Fan Yajing, Yu Shuyang, Gu Bin, Xiong Ziran, Zhai Zhou, Huang Heng, Chang Yi
IEEE Trans Neural Netw Learn Syst. 2025 Feb;36(2):2154-2168. doi: 10.1109/TNNLS.2024.3354978. Epub 2025 Feb 6.
Semi-supervised support vector machine (S3VM) is important because it can use plentiful unlabeled data to improve the generalization accuracy of traditional SVMs. In order to achieve good performance, it is necessary for S3VM to take some effective measures to select hyperparameters. However, model selection for semi-supervised models is still a key open problem. Existing methods for semi-supervised models to search for the optimal parameter values are usually computationally demanding, especially those ones with grid search. To address this challenging problem, in this article, we first propose solution paths of S3VM (SPS3VM), which can track the solutions of the nonconvex S3VM with respect to the hyperparameters. Specifically, we apply incremental and decremental learning methods to update the solution and let it satisfy the Karush-Kuhn-Tucker (KKT) conditions. Based on the SPS3VM and the piecewise linearity of model function, we can find the model with the minimum cross-validation (CV) error for the entire range of candidate hyperparameters by computing the error path of S3VM. Our SPS3VM is the first solution path algorithm for nonconvex optimization problem of semi-supervised learning models. We also provide the finite convergence analysis and computational complexity of SPS3VM. Experimental results on a variety of benchmark datasets not only verify that our SPS3VM can globally search the hyperparameters (regularization and ramp loss parameters) but also show a huge reduction of computational time while retaining similar or slightly better generalization performance compared with the grid search approach.

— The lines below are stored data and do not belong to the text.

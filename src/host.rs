//! The host loop: everything outside the interpreter that decides when to
//! step, when to tick, and what to do with the screen and flags.
//!
//! Each tick:
//!  |-- keys = input.poll_keys(); interpreter.set_keys(keys)
//!  |-- step up to `instructions_per_tick` times (stop early while waiting for a key)
//!  |-- interpreter.tick()
//!  |-- start/stop the tone on sound timer transitions
//!  |-- draw the display if dirty, then clear the dirty bit
//!  |-- save the flags if dirty, then clear the dirty bit
//!  `-- sleep off whatever is left of 1 / tick_rate_hz
use crate::config::{save_flags, HostConfig};
use crate::display::Display;
use crate::error::HostError;
use crate::input::Input;
use crate::interpreter::Chip8Interpreter;
use crate::sound::Sound;
use log::{debug, info};
use std::time::{Duration, Instant};

pub struct Host<'a> {
    interpreter: Chip8Interpreter,
    display: &'a mut dyn Display,
    input: &'a mut dyn Input,
    sound: &'a mut dyn Sound,
    config: HostConfig,
    sounding: bool,
    ticks: u64,
}

impl<'a> Host<'a> {
    pub fn new(
        interpreter: Chip8Interpreter,
        display: &'a mut dyn Display,
        input: &'a mut dyn Input,
        sound: &'a mut dyn Sound,
        config: HostConfig,
    ) -> Self {
        Host {
            interpreter,
            display,
            input,
            sound,
            config,
            sounding: false,
            ticks: 0,
        }
    }

    pub fn interpreter(&self) -> &Chip8Interpreter {
        &self.interpreter
    }

    pub fn ticks(&self) -> u64 {
        self.ticks
    }

    /// run one tick's worth of work
    pub fn run_tick(&mut self) -> Result<(), HostError> {
        let keys = self.input.poll_keys()?;
        self.interpreter.set_keys(keys);

        for _ in 0..self.config.instructions_per_tick {
            if self.interpreter.is_waiting_for_key() {
                break;
            }
            if let Err(error) = self.interpreter.step() {
                return Err(HostError::Engine {
                    error,
                    pc: self.interpreter.get_program_counter(),
                    instruction: self.interpreter.get_instruction(),
                });
            }
        }

        self.interpreter.tick();
        self.ticks += 1;

        let sounding = self.interpreter.is_sounding();
        if sounding != self.sounding {
            self.set_sound(sounding)?;
        }

        if self.interpreter.display_is_dirty() {
            self.display.draw(self.interpreter.get_display())?;
            self.interpreter.clear_display_dirty();
        }

        if self.interpreter.flags_are_dirty() {
            if let Some(path) = &self.config.flags_path {
                save_flags(path, self.interpreter.get_flags())?;
                info!("saved flags to {}", path.display());
            }
            self.interpreter.clear_flags_dirty();
        }
        Ok(())
    }

    fn set_sound(&mut self, on: bool) -> Result<(), HostError> {
        let result = if on {
            self.sound.beep()
        } else {
            self.sound.stop()
        };
        result.map_err(|e| HostError::Sound(e.to_string()))?;
        self.sounding = on;
        Ok(())
    }

    /// Tick until the user quits, the tick limit is reached or the program
    /// fails. Returns the number of ticks run.
    pub fn main_loop(&mut self) -> Result<u64, HostError> {
        let period = match self.config.tick_rate_hz {
            0 => None,
            hz => Some(Duration::from_secs(1) / hz),
        };
        info!(
            "running at {} instructions per tick, {} ticks/s",
            self.config.instructions_per_tick, self.config.tick_rate_hz
        );

        let result = self.run_ticks(period);
        if self.sounding {
            self.set_sound(false)?;
        }
        info!("stopped after {} ticks", self.ticks);
        result.map(|_| self.ticks)
    }

    fn run_ticks(&mut self, period: Option<Duration>) -> Result<(), HostError> {
        let mut next = Instant::now();
        while !self.input.quit_requested() {
            if self.config.max_ticks.map_or(false, |max| self.ticks >= max) {
                debug!("tick limit reached");
                break;
            }
            self.run_tick()?;
            if let Some(period) = period {
                next += period;
                let now = Instant::now();
                if next > now {
                    spin_sleep::sleep(next - now);
                } else {
                    // running behind; don't try to catch up
                    next = now;
                }
            }
        }
        Ok(())
    }
}

#[cfg(test)]
mod tests {
    use super::*;
    use crate::config::load_flags;
    use crate::display::DummyDisplay;
    use crate::error::Error;
    use crate::input::DummyInput;
    use crate::sound::Mute;
    use std::env;
    use std::fs;
    use std::process;

    fn unpaced(max_ticks: u64) -> HostConfig {
        HostConfig {
            tick_rate_hz: 0,
            max_ticks: Some(max_ticks),
            ..HostConfig::default()
        }
    }

    #[test]
    fn test_draws_only_when_dirty() -> Result<(), HostError> {
        // draw the "0" glyph then spin
        let program = [0xa0, 0x50, 0xd0, 0x05, 0x12, 0x04];
        let interpreter = Chip8Interpreter::new(&program, 0, 0)?;
        let mut display = DummyDisplay::new();
        let mut input = DummyInput::new(&[]);
        let mut sound = Mute::new();
        let mut host = Host::new(interpreter, &mut display, &mut input, &mut sound, unpaced(3));
        assert_eq!(host.main_loop()?, 3);
        assert!(!host.interpreter().display_is_dirty());
        drop(host);
        assert_eq!(display.frames.len(), 1);
        assert_eq!(display.frames[0][0], 0x0f);
        Ok(())
    }

    #[test]
    fn test_engine_error_reports_location() -> Result<(), Error> {
        let interpreter = Chip8Interpreter::new(&[0x60, 0x01, 0xff, 0xff], 0, 0)?;
        let mut display = DummyDisplay::new();
        let mut input = DummyInput::new(&[]);
        let mut sound = Mute::new();
        let mut host = Host::new(interpreter, &mut display, &mut input, &mut sound, unpaced(10));
        match host.main_loop() {
            Err(HostError::Engine {
                error,
                pc,
                instruction,
            }) => {
                assert_eq!(error, Error::IllegalOpcode);
                assert_eq!(pc, 0x202);
                assert_eq!(instruction, 0xffff);
            }
            other => panic!("expected engine error, got {:?}", other),
        }
        Ok(())
    }

    #[test]
    fn test_key_wait_resolved_by_input() -> Result<(), HostError> {
        // wait for a key into V3, then spin
        let program = [0xf3, 0x0a, 0x12, 0x02];
        let interpreter = Chip8Interpreter::new(&program, 0, 0)?;
        let mut display = DummyDisplay::new();
        let mut input = DummyInput::new(&[0, 0, 1 << 9]);
        let mut sound = Mute::new();
        let mut host = Host::new(interpreter, &mut display, &mut input, &mut sound, unpaced(2));
        host.main_loop()?;
        assert!(host.interpreter().is_waiting_for_key());
        host.run_tick()?;
        assert!(!host.interpreter().is_waiting_for_key());
        assert_eq!(host.interpreter().get_register(3), 9);
        Ok(())
    }

    #[test]
    fn test_sound_follows_timer() -> Result<(), HostError> {
        // sound timer = 2, then spin
        let program = [0x60, 0x02, 0xf0, 0x18, 0x12, 0x04];
        let interpreter = Chip8Interpreter::new(&program, 0, 0)?;
        let mut display = DummyDisplay::new();
        let mut input = DummyInput::new(&[]);
        let mut sound = Mute::new();
        let mut host = Host::new(interpreter, &mut display, &mut input, &mut sound, unpaced(4));
        host.main_loop()?;
        drop(host);
        assert_eq!(sound.beeps, 1);
        assert_eq!(sound.stops, 1);
        Ok(())
    }

    #[test]
    fn test_flags_saved_when_dirty() -> Result<(), HostError> {
        let path = env::temp_dir().join(format!("chip8-vm-host-{}.json", process::id()));
        // V0 = 0x2a, V1 = 0x07, save V0..V1, spin
        let program = [0x60, 0x2a, 0x61, 0x07, 0xf1, 0x75, 0x12, 0x06];
        let interpreter = Chip8Interpreter::new(&program, 0, 0)?;
        let mut display = DummyDisplay::new();
        let mut input = DummyInput::new(&[]);
        let mut sound = Mute::new();
        let config = HostConfig {
            flags_path: Some(path.clone()),
            ..unpaced(1)
        };
        let mut host = Host::new(interpreter, &mut display, &mut input, &mut sound, config);
        host.main_loop()?;
        assert!(!host.interpreter().flags_are_dirty());
        assert_eq!(load_flags(&path)?, 0x072a);
        fs::remove_file(&path)?;
        Ok(())
    }
}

半监督支持向量机(S3VM)很重要,因为它可以利用大量未标记数据来提高传统支持向量机的泛化精度。为了实现良好的性能,S3VM有必要采取一些有效措施来选择超参数。然而,半监督模型的模型选择仍然是一个关键的开放性问题。现有的半监督模型搜索最优参数值的方法通常计算量很大,尤其是那些采用网格搜索的方法。为了解决这个具有挑战性的问题,在本文中,我们首先提出了S3VM的求解路径(SPS3VM),它可以跟踪非凸S3VM关于超参数的解。具体来说,我们应用增量和减量学习方法来更新解,并使其满足卡罗需-库恩-塔克(KKT)条件。基于SPS3VM和模型函数的分段线性,我们可以通过计算S3VM的误差路径,在候选超参数的整个范围内找到具有最小交叉验证(CV)误差的模型。我们的SPS3VM是首个用于半监督学习模型非凸优化问题的求解路径算法。我们还给出了SPS3VM的有限收敛性分析和计算复杂度。在各种基准数据集上的实验结果不仅验证了我们的SPS3VM可以全局搜索超参数(正则化和斜坡损失参数),而且表明与网格搜索方法相比,在保持相似或略好的泛化性能的同时,计算时间大幅减少。